▸ Task requirements:
Word for word, copy each record that comes after this.

(Beginning of Data to examine)

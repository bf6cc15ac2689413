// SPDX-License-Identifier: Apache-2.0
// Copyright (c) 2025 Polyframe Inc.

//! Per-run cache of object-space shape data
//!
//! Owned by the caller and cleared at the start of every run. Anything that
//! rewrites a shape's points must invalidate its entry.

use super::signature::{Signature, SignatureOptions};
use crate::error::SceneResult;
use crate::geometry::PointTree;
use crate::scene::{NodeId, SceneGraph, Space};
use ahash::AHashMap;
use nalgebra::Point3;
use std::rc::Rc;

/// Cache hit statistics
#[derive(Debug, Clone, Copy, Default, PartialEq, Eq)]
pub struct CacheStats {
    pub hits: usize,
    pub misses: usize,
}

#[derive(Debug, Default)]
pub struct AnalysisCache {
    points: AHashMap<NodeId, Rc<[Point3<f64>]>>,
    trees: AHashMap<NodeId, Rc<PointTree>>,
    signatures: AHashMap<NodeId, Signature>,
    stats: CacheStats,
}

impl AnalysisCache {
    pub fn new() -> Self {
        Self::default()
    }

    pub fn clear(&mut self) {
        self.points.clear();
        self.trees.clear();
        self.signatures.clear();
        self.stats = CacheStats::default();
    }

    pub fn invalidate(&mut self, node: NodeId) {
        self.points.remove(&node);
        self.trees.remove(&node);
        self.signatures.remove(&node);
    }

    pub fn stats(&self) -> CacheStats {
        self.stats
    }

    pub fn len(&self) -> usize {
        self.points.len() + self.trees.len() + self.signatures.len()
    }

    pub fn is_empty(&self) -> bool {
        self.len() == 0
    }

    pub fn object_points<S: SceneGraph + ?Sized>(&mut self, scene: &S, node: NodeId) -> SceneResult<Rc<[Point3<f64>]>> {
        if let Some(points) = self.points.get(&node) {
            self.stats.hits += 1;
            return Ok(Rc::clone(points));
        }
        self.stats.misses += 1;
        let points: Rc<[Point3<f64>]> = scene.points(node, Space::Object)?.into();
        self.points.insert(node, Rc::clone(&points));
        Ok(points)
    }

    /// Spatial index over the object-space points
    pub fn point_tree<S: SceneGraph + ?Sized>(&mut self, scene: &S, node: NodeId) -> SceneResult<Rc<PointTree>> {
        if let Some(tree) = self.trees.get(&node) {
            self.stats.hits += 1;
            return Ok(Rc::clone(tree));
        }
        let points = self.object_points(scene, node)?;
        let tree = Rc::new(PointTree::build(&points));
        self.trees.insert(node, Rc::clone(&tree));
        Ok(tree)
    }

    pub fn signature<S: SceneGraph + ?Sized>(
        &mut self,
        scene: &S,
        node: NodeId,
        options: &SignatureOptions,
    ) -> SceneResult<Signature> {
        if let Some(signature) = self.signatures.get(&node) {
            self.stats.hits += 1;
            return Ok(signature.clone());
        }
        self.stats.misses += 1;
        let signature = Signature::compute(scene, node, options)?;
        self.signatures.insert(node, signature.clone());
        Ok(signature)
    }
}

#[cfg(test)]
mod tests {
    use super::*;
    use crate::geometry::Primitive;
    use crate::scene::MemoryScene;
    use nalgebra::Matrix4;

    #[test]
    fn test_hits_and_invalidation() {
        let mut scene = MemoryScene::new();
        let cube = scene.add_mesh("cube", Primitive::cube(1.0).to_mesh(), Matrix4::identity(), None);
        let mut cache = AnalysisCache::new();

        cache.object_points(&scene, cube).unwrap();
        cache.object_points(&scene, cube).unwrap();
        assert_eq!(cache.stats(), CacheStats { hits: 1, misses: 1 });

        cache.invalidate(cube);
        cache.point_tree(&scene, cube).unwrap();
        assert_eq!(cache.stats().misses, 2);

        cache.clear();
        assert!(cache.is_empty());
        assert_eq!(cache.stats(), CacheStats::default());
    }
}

(End of Data to examine)

▸ Task response:
repository bf6cc15ac2689413
// SPDX-License-Identifier: Apache-2.0
// Copyright (c) 2025 Polyframe Inc.

//! Per-run cache of object-space shape data
//!
//! Owned by the caller and cleared at the start of every run. Anything that
//! rewrites a shape's points must invalidate its entry.

use super::signature::{Signature, SignatureOptions};
use crate::error::SceneResult;
use crate::geometry::PointTree;
use crate::scene::{NodeId, SceneGraph, Space};
use ahash::AHashMap;
use nalgebra::Point3;
use std::rc::Rc;

/// Cache hit statistics
#[derive(Debug, Clone, Copy, Default, PartialEq, Eq)]
pub struct CacheStats {
    pub hits: usize,
    pub misses: usize,
}

#[derive(Debug, Default)]
pub struct AnalysisCache {
    points: AHashMap<NodeId, Rc<[Point3<f64>]>>,
    trees: AHashMap<NodeId, Rc<PointTree>>,
    signatures: AHashMap<NodeId, Signature>,
    stats: CacheStats,
}

impl AnalysisCache {
    pub fn new() -> Self {
        Self::default()
    }

    pub fn clear(&mut self) {
        self.points.clear();
        self.trees.clear();
        self.signatures.clear();
        self.stats = CacheStats::default();
    }

    pub fn invalidate(&mut self, node: NodeId) {
        self.points.remove(&node);
        self.trees.remove(&node);
        self.signatures.remove(&node);
    }

    pub fn stats(&self) -> CacheStats {
        self.stats
    }

    pub fn len(&self) -> usize {
        self.points.len() + self.trees.len() + self.signatures.len()
    }

    pub fn is_empty(&self) -> bool {
        self.len() == 0
    }

    pub fn object_points<S: SceneGraph + ?Sized>(&mut self, scene: &S, node: NodeId) -> SceneResult<Rc<[Point3<f64>]>> {
        if let Some(points) = self.points.get(&node) {
            self.stats.hits += 1;
            return Ok(Rc::clone(points));
        }
        self.stats.misses += 1;
        let points: Rc<[Point3<f64>]> = scene.points(node, Space::Object)?.into();
        self.points.insert(node, Rc::clone(&points));
        Ok(points)
    }

    /// Spatial index over the object-space points
    pub fn point_tree<S: SceneGraph + ?Sized>(&mut self, scene: &S, node: NodeId) -> SceneResult<Rc<PointTree>> {
        if let Some(tree) = self.trees.get(&node) {
            self.stats.hits += 1;
            return Ok(Rc::clone(tree));
        }
        let points = self.object_points(scene, node)?;
        let tree = Rc::new(PointTree::build(&points));
        self.trees.insert(node, Rc::clone(&tree));
        Ok(tree)
    }

    pub fn signature<S: SceneGraph + ?Sized>(
        &mut self,
        scene: &S,
        node: NodeId,
        options: &SignatureOptions,
    ) -> SceneResult<Signature> {
        if let Some(signature) = self.signatures.get(&node) {
            self.stats.hits += 1;
            return Ok(signature.clone());
        }
        self.stats.misses += 1;
        let signature = Signature::compute(scene, node, options)?;
        self.signatures.insert(node, signature.clone());
        Ok(signature)
    }
}

#[cfg(test)]
mod tests {
    use super::*;
    use crate::geometry::Primitive;
    use crate::scene::MemoryScene;
    use nalgebra::Matrix4;

    #[test]
    fn test_hits_and_invalidation() {
        let mut scene = MemoryScene::new();
        let cube = scene.add_mesh("cube", Primitive::cube(1.0).to_mesh(), Matrix4::identity(), None);
        let mut cache = AnalysisCache::new();

        cache.object_points(&scene, cube).unwrap();
        cache.object_points(&scene, cube).unwrap();
        assert_eq!(cache.stats(), CacheStats { hits: 1, misses: 1 });

        cache.invalidate(cube);
        cache.point_tree(&scene, cube).unwrap();
        assert_eq!(cache.stats().misses, 2);

        cache.clear();
        assert!(cache.is_empty());
        assert_eq!(cache.stats(), CacheStats::default());
    }
}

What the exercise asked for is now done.